### Assignment
Copy verbatim the block of lines in the entries below whose first line contains "use crate::error::SubstrateError;" and whose last line contains "The calling thread". Leave out all other lines.

[Data excerpts]
*** Block opens ***

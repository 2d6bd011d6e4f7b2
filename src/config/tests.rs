use super::*;
use figment::Jail;

fn load(jail: &mut Jail, custom: Option<&str>, overrides: &ConfigOverrides) -> figment::Result<RangesumConfig> {
    // Keep the real user config out of the picture
    let home = jail.directory().to_path_buf();
    jail.set_env("HOME", home.display());
    RangesumConfig::load(custom, overrides).map_err(|e| format!("{e:#}").into())
}

#[test]
fn test_config_loads_defaults() {
    Jail::expect_with(|jail| {
        let config = load(jail, None, &ConfigOverrides::default())?;
        assert_eq!(config, RangesumConfig::default());
        assert_eq!(config.reducer.min_threshold, 1000);
        assert_eq!(config.threshold(), None);
        assert_eq!(config.parallel.mode, ExecutionMode::Auto);
        Ok(())
    });
}

#[test]
fn test_repo_config_overrides_defaults() {
    Jail::expect_with(|jail| {
        jail.create_file(
            "rangesum.toml",
            r#"
                [reducer]
                threshold = 5000
                range_policy = "inclusive"

                [parallel]
                mode = "scoped"
                max_threads = 2
            "#,
        )?;

        let config = load(jail, None, &ConfigOverrides::default())?;
        assert_eq!(config.threshold(), Some(5000));
        assert_eq!(config.reducer.range_policy, RangePolicy::Inclusive);
        assert_eq!(config.parallel.mode, ExecutionMode::Scoped);
        assert!(config.workers() <= 2);
        // Untouched keys keep their defaults
        assert_eq!(config.reducer.min_threshold, 1000);
        Ok(())
    });
}

#[test]
fn test_user_config_below_repo_config() {
    Jail::expect_with(|jail| {
        std::fs::create_dir_all(jail.directory().join(".config/rangesum"))
            .map_err(|e| e.to_string())?;
        jail.create_file(
            ".config/rangesum/config.toml",
            "[reducer]\nmin_threshold = 10\nthreshold = 20\n",
        )?;
        jail.create_file("rangesum.toml", "[reducer]\nthreshold = 30\n")?;

        let config = load(jail, None, &ConfigOverrides::default())?;
        assert_eq!(config.reducer.min_threshold, 10);
        assert_eq!(config.threshold(), Some(30));
        Ok(())
    });
}

#[test]
fn test_env_overrides_files() {
    Jail::expect_with(|jail| {
        jail.create_file("rangesum.toml", "[reducer]\nmin_threshold = 10\n")?;
        jail.set_env("RANGESUM_REDUCER__MIN_THRESHOLD", "50");
        jail.set_env("RANGESUM_PARALLEL__MODE", "sequential");

        let config = load(jail, None, &ConfigOverrides::default())?;
        assert_eq!(config.reducer.min_threshold, 50);
        assert_eq!(config.parallel.mode, ExecutionMode::Sequential);
        Ok(())
    });
}

#[test]
fn test_cli_overrides_win() {
    Jail::expect_with(|jail| {
        jail.set_env("RANGESUM_REDUCER__THRESHOLD", "4000");
        let overrides = ConfigOverrides {
            threshold: Some(9000),
            mode: Some(ExecutionMode::Parallel),
            range_policy: Some(RangePolicy::Inclusive),
            ..ConfigOverrides::default()
        };

        let config = load(jail, None, &overrides)?;
        assert_eq!(config.threshold(), Some(9000));
        assert_eq!(config.parallel.mode, ExecutionMode::Parallel);
        assert_eq!(config.reducer_config().range_policy, RangePolicy::Inclusive);
        Ok(())
    });
}

#[test]
fn test_custom_config_replaces_repo_config() {
    Jail::expect_with(|jail| {
        jail.create_file("rangesum.toml", "[reducer]\nthreshold = 30000\n")?;
        jail.create_file("custom.toml", "[reducer]\nmin_threshold = 5\n")?;

        let config = load(jail, Some("custom.toml"), &ConfigOverrides::default())?;
        assert_eq!(config.reducer.min_threshold, 5);
        assert_eq!(config.threshold(), None);
        Ok(())
    });
}

#[test]
fn test_missing_custom_config_is_an_error() {
    Jail::expect_with(|jail| {
        assert!(load(jail, Some("non_existent.toml"), &ConfigOverrides::default()).is_err());
        Ok(())
    });
}

#[test]
fn test_invalid_values_rejected() {
    Jail::expect_with(|jail| {
        jail.create_file("rangesum.toml", "[parallel]\nthread_percentage = 0\n")?;
        assert!(load(jail, None, &ConfigOverrides::default()).is_err());

        jail.create_file("rangesum.toml", "[parallel]\nmode = \"turbo\"\n")?;
        assert!(load(jail, None, &ConfigOverrides::default()).is_err());
        Ok(())
    });
}
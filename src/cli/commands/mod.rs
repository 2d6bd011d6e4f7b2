use anyhow::Result;
use clap::{CommandFactory, Parser, Subcommand};
use std::process::ExitCode;

use super::Output;

pub mod config;
pub mod sum;
pub mod version;

#[derive(Parser)]
#[command(
    name = "rangesum",
    version = env!("CARGO_PKG_VERSION"),
    about = "Sum integer ranges with parallel divide-and-conquer",
    long_about = "rangesum splits a range in half until each piece is below a threshold, \
                  sums the pieces on a pool of workers, and checks the result against \
                  the closed-form formula."
)]
pub struct Cli {
    /// Increase verbosity (can be repeated)
    #[arg(short, long, action = clap::ArgAction::Count, global = true)]
    pub verbose: u8,

    /// Suppress non-error output
    #[arg(short, long, global = true)]
    pub quiet: bool,

    /// Use custom configuration file
    #[arg(long, global = true)]
    pub config: Option<String>,

    #[command(subcommand)]
    pub command: Option<Commands>,
}

#[derive(Subcommand)]
pub enum Commands {
    /// Sum the range [FROM, N] and verify it against N(N+1)/2
    Sum(sum::SumArgs),
    /// Configuration management
    Config(config::ConfigArgs),
    /// Show version information
    Version,
}

impl Cli {
    pub fn run(self) -> Result<ExitCode> {
        setup_logging(self.verbose, self.quiet);
        let output = Output::new(self.verbose > 0, self.quiet);

        match self.command {
            Some(Commands::Sum(args)) => sum::execute(args, self.config.as_deref(), &output),
            Some(Commands::Config(args)) => {
                config::execute(args, self.config.as_deref())?;
                Ok(ExitCode::SUCCESS)
            }
            Some(Commands::Version) => {
                version::execute(&output);
                Ok(ExitCode::SUCCESS)
            }
            None => {
                Cli::command().print_help()?;
                Ok(ExitCode::SUCCESS)
            }
        }
    }
}

fn setup_logging(verbose: u8, quiet: bool) {
    if quiet {
        return;
    }

    let filter = tracing_subscriber::EnvFilter::try_from_default_env().unwrap_or_else(|_| {
        match verbose {
            0 => tracing_subscriber::EnvFilter::new("warn"),
            1 => tracing_subscriber::EnvFilter::new("info"),
            2 => tracing_subscriber::EnvFilter::new("debug"),
            _ => tracing_subscriber::EnvFilter::new("trace"),
        }
    });

    tracing_subscriber::fmt()
        .with_env_filter(filter)
        .with_writer(std::io::stderr)
        .with_target(false)
        .init();
}
use std::any::Any;
use std::sync::atomic::{AtomicUsize, Ordering};

use super::core::Substrate;
use crate::error::SubstrateError;

/// Scoped OS threads with a bounded worker budget
///
/// Each fork spawns a crossbeam scoped thread while a worker permit is free.
/// The calling thread counts as one worker, so `workers - 1` permits exist.
/// Once the budget is used up, forked halves run inline on the caller.
pub struct ScopedThreads {
    workers: usize,
    available: AtomicUsize,
}

/// Returns a permit to the pool when dropped
struct Permit<'a> {
    available: &'a AtomicUsize,
}

impl Drop for Permit<'_> {
    fn drop(&mut self) {
        self.available.fetch_add(1, Ordering::AcqRel);
    }
}

impl ScopedThreads {
    pub fn new(workers: usize) -> Self {
        let workers = workers.max(1);
        Self {
            workers,
            available: AtomicUsize::new(workers - 1),
        }
    }

    fn try_acquire(&self) -> Option<Permit<'_>> {
        self.available
            .fetch_update(Ordering::AcqRel, Ordering::Acquire, |free| free.checked_sub(1))
            .ok()
            .map(|_| Permit {
                available: &self.available,
            })
    }
}

impl Substrate for ScopedThreads {
    fn fork_join<A, B, RA, RB>(&self, forked: A, inline: B) -> Result<(RA, RB), SubstrateError>
    where
        A: FnOnce() -> RA + Send,
        B: FnOnce() -> RB + Send,
        RA: Send,
        RB: Send,
    {
        let Some(_permit) = self.try_acquire() else {
            tracing::trace!("Worker budget exhausted, running forked half inline");
            let first = forked();
            let second = inline();
            return Ok((first, second));
        };

        crossbeam::thread::scope(|s| -> Result<(RA, RB), SubstrateError> {
            let handle = s
                .builder()
                .name("rangesum-scoped".to_string())
                .spawn(move |_| forked())
                .map_err(SubstrateError::Spawn)?;

            let second = inline();

            let first = handle
                .join()
                .map_err(|payload| SubstrateError::WorkerPanicked(panic_message(payload.as_ref())))?;

            Ok((first, second))
        })
        .map_err(|payload| SubstrateError::WorkerPanicked(panic_message(payload.as_ref())))?
    }

    fn parallelism(&self) -> usize {
        self.workers
    }
}

fn panic_message(payload: &(dyn Any + Send)) -> String {
    if let Some(message) = payload.downcast_ref::<&str>() {
        (*message).to_string()
    } else if let Some(message) = payload.downcast_ref::<String>() {
        message.clone()
    } else {
        "unknown panic payload".to_string()
    }
}

#[cfg(test)]
mod tests {
    use super::*;

    #[test]
    fn test_fork_join_runs_both_halves() {
        let substrate = ScopedThreads::new(4);
        let (first, second) = substrate.fork_join(|| 20 + 1, || 20 + 2).unwrap();
        assert_eq!((first, second), (21, 22));
    }

    #[test]
    fn test_forked_half_runs_on_another_thread() {
        let substrate = ScopedThreads::new(2);
        let caller = std::thread::current().id();
        let (forked_on, inline_on) = substrate
            .fork_join(|| std::thread::current().id(), || std::thread::current().id())
            .unwrap();

        assert_ne!(forked_on, caller);
        assert_eq!(inline_on, caller);
    }

    #[test]
    fn test_single_worker_never_spawns() {
        let substrate = ScopedThreads::new(1);
        let caller = std::thread::current().id();
        let (forked_on, _) = substrate
            .fork_join(|| std::thread::current().id(), || ())
            .unwrap();
        assert_eq!(forked_on, caller);
    }

    #[test]
    fn test_permits_are_returned() {
        let substrate = ScopedThreads::new(2);
        substrate.fork_join(|| (), || ()).unwrap();
        assert_eq!(substrate.available.load(Ordering::Acquire), 1);
    }

    #[test]
    fn test_worker_panic_becomes_substrate_error() {
        let substrate = ScopedThreads::new(2);
        let result = substrate.fork_join(|| -> u32 { panic!("boom") }, || 1u32);
        match result {
            Err(SubstrateError::WorkerPanicked(message)) => assert_eq!(message, "boom"),
            other => panic!("expected WorkerPanicked, got {other:?}"),
        }
        assert_eq!(substrate.available.load(Ordering::Acquire), 1);
    }
}
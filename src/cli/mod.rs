//! Command-line interface for rangesum
//!
//! clap parses the arguments, the commands load configuration and run the
//! reducer, and [`exit_code`] maps failures onto process exit codes.

use std::process::ExitCode;

use crate::error::ReduceError;

mod commands;
mod output;

pub use commands::{Cli, Commands};
pub use output::Output;

/// Computed and closed-form sums disagree
pub const EXIT_MISMATCH: u8 = 1;
/// Invalid arguments or configuration
pub const EXIT_INVALID: u8 = 2;
/// The execution substrate failed
pub const EXIT_SUBSTRATE: u8 = 3;

/// Exit code for an error returned by [`Cli::run`]
pub fn exit_code(err: &anyhow::Error) -> ExitCode {
    match err.downcast_ref::<ReduceError>() {
        Some(ReduceError::SubstrateFailure(_)) => ExitCode::from(EXIT_SUBSTRATE),
        Some(ReduceError::InvalidArgument(_)) | None => ExitCode::from(EXIT_INVALID),
    }
}

#[cfg(test)]
mod tests {
    use super::*;
    use crate::error::{InvalidArgument, SubstrateError};

    #[test]
    fn test_exit_codes() {
        let invalid = anyhow::Error::from(ReduceError::from(InvalidArgument::ZeroParallelism));
        assert_eq!(exit_code(&invalid), ExitCode::from(EXIT_INVALID));

        let failed = anyhow::Error::from(ReduceError::from(SubstrateError::Exhausted(
            "no workers".to_string(),
        )));
        assert_eq!(exit_code(&failed), ExitCode::from(EXIT_SUBSTRATE));

        let config = anyhow::anyhow!("Config file not found: missing.toml");
        assert_eq!(exit_code(&config), ExitCode::from(EXIT_INVALID));
    }
}
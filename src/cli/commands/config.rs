use anyhow::{Context, Result};
use clap::{Args, Subcommand, ValueEnum};

use crate::config::{ConfigOverrides, RangesumConfig};

#[derive(Args)]
pub struct ConfigArgs {
    #[command(subcommand)]
    pub command: ConfigCommand,
}

#[derive(Subcommand)]
pub enum ConfigCommand {
    /// Display current merged configuration
    Show {
        /// Output format
        #[arg(short, long, value_enum, default_value_t = ConfigFormat::Toml)]
        format: ConfigFormat,
    },
}

#[derive(Debug, Clone, Copy, PartialEq, Eq, ValueEnum)]
pub enum ConfigFormat {
    Toml,
    Json,
}

pub fn execute(args: ConfigArgs, custom_config: Option<&str>) -> Result<()> {
    match args.command {
        ConfigCommand::Show { format } => {
            let config = RangesumConfig::load(custom_config, &ConfigOverrides::default())?;
            let rendered = match format {
                ConfigFormat::Toml => {
                    toml::to_string_pretty(&config).context("Failed to render configuration as TOML")?
                }
                ConfigFormat::Json => serde_json::to_string_pretty(&config)
                    .context("Failed to render configuration as JSON")?,
            };
            println!("{}", rendered.trim_end());
        }
    }
    Ok(())
}
use clap::Parser;
use console::style;
use std::process::ExitCode;

use rangesum::cli::{self, Cli};

fn main() -> ExitCode {
    let cli = Cli::parse();
    match cli.run() {
        Ok(code) => code,
        Err(err) => {
            eprintln!("{} {:#}", style("✖").red(), err);
            cli::exit_code(&err)
        }
    }
}
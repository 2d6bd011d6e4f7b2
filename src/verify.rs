//! Closed-form cross-check for computed sums

use serde::Serialize;

use crate::reducer::Range;

/// `(b(b+1) - (a-1)a) / 2`, the exact sum of `[a, b]`
pub fn closed_form_sum(range: Range) -> i128 {
    let a = i128::from(range.from());
    let b = i128::from(range.to());
    (b * (b + 1) - (a - 1) * a) / 2
}

/// Outcome of comparing a computed sum against the closed form
#[derive(Debug, Clone, Copy, PartialEq, Eq, Serialize)]
pub struct Verification {
    pub from: i64,
    pub to: i64,
    #[serde(serialize_with = "as_string")]
    pub computed: i128,
    #[serde(serialize_with = "as_string")]
    pub expected: i128,
    pub matches: bool,
}

impl Verification {
    pub fn check(range: Range, computed: i128) -> Self {
        let expected = closed_form_sum(range);
        Self {
            from: range.from(),
            to: range.to(),
            computed,
            expected,
            matches: computed == expected,
        }
    }
}

// serde_json::Value cannot hold integers wider than 64 bits
fn as_string<S: serde::Serializer>(value: &i128, serializer: S) -> Result<S::Ok, S::Error> {
    serializer.collect_str(value)
}
//! Fork/join execution substrates
//!
//! The reducer never spawns threads itself. It hands every fork to a
//! [`Substrate`], which decides where the forked half runs. This module owns
//! the substrates and the choice between them.
//!
//! # Architecture Responsibilities
//!
//! ## What This Module Does:
//! - **Resource Discovery**: Detects available CPU cores using `num_cpus::get()`
//! - **Resource Calculation**: Applies user configuration (thread percentage, max threads)
//! - **Execution Strategy**: Sequential, work-stealing pool, or bounded scoped threads
//!
//! ## What This Module Does NOT Do:
//! - **Domain Logic**: Knows nothing about ranges, thresholds, or sums
//! - **Rebalancing**: Work is split once per fork; nothing is migrated afterwards
//!
//! ```text
//! ┌─────────────────┐    ┌──────────────────┐    ┌─────────────────┐
//! │   Reducer       │    │   Substrate      │    │   Workers       │
//! │                 │───▶│                  │───▶│                 │
//! │ • split/leaf    │    │ • fork_join      │    │ • rayon pool    │
//! │ • combine       │    │ • install        │    │ • scoped threads│
//! └─────────────────┘    └──────────────────┘    └─────────────────┘
//! ```
//!
//! # Example Usage
//!
//! ```rust
//! use rangesum::parallel::{ExecutionStrategy, Substrate, WorkStealing};
//!
//! let strategy = ExecutionStrategy::auto(1_000_000, 1_000, 4);
//! assert!(matches!(strategy, ExecutionStrategy::Parallel { workers: 4 }));
//!
//! let pool = WorkStealing::new(strategy.workers()).unwrap();
//! let (left, right) = pool.fork_join(|| 1 + 1, || 2 + 2).unwrap();
//! assert_eq!(left + right, 6);
//! ```

pub mod core;
pub mod pool;
pub mod scoped;

pub use self::core::{ExecutionMode, ExecutionStrategy, Sequential, Substrate};
pub use pool::WorkStealing;
pub use scoped::ScopedThreads;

*** Block closes ***

### Solution below
use crate::error::SubstrateError;

/// Scoped OS threads with a bounded worker budget
///
/// Each fork spawns a crossbeam scoped thread while a worker permit is free.
/// The calling thread counts as one worker, so `workers - 1` permits exist.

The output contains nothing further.